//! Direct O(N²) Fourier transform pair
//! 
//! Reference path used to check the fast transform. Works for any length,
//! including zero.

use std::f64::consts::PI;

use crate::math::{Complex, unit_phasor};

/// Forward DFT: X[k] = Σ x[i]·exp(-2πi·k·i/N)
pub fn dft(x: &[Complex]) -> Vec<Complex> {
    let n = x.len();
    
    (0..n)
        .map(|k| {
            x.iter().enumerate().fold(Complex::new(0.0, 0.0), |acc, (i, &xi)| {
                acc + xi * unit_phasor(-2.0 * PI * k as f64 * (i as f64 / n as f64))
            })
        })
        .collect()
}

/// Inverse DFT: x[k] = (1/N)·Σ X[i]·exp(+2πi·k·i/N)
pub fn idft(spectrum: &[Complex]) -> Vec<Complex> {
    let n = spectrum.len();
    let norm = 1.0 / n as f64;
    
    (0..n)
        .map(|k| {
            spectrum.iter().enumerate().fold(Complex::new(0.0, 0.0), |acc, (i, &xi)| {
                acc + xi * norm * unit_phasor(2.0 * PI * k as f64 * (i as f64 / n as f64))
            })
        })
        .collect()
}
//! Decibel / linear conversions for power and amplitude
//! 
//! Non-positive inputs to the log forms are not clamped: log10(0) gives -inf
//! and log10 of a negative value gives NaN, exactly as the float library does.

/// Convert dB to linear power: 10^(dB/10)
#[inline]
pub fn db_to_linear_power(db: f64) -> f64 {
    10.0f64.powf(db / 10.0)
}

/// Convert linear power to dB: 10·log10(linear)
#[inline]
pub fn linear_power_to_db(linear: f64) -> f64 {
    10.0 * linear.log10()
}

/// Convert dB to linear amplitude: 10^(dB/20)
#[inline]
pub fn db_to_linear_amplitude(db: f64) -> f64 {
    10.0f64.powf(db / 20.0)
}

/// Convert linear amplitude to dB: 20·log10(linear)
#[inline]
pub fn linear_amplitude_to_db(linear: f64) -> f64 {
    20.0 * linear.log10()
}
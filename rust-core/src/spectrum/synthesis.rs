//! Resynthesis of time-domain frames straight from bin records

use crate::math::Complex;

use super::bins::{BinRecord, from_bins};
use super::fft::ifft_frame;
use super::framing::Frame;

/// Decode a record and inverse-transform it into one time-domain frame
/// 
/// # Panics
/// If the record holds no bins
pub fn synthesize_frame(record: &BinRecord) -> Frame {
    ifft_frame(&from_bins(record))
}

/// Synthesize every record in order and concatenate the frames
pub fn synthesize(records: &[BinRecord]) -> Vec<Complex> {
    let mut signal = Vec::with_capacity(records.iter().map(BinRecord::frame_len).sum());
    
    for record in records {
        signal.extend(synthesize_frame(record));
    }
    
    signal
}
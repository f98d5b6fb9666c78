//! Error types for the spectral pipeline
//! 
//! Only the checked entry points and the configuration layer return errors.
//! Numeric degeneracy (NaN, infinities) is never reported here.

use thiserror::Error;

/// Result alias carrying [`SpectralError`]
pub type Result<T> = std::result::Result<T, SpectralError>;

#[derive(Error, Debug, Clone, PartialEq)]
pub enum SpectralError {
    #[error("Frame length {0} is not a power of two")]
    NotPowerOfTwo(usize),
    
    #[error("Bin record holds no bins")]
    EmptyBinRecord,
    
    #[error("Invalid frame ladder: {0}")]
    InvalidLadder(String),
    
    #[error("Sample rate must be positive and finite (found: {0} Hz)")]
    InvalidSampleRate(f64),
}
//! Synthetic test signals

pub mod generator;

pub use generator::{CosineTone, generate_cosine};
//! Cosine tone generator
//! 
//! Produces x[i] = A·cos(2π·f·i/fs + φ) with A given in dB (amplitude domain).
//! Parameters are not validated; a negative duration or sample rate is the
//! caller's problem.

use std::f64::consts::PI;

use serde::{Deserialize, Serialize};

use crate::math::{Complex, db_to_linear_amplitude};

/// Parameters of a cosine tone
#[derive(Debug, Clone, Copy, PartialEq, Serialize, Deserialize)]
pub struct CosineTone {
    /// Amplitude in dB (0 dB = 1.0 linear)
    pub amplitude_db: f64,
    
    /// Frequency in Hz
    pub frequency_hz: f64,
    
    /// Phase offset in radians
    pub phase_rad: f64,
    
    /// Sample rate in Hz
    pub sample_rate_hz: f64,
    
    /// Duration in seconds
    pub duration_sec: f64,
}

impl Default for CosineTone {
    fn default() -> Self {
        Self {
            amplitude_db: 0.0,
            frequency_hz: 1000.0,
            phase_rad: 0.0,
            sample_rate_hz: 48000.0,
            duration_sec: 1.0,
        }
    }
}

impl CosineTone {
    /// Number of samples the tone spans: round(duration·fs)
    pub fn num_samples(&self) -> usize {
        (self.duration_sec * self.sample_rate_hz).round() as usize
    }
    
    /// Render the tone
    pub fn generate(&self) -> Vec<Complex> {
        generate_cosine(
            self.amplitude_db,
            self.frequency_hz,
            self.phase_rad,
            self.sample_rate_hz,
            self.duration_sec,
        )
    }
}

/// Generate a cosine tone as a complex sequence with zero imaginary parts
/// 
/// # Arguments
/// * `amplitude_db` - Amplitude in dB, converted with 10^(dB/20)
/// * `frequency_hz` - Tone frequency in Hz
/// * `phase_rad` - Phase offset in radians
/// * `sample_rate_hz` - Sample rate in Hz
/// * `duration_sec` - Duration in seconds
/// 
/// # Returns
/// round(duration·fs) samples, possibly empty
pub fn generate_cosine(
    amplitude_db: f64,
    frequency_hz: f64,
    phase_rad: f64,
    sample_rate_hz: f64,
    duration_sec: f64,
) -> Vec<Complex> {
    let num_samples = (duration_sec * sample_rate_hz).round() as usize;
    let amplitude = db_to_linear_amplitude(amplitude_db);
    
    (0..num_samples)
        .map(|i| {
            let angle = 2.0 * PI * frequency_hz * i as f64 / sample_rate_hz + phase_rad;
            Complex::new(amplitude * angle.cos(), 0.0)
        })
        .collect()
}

══════

| Task instructions |
Go through the material and copy each line in which the word "transform" occurs.

| Task response |
//! Direct O(N²) Fourier transform pair
//! Reference path used to check the fast transform. Works for any length,
/// Decode a record and inverse-transform it into one time-domain frame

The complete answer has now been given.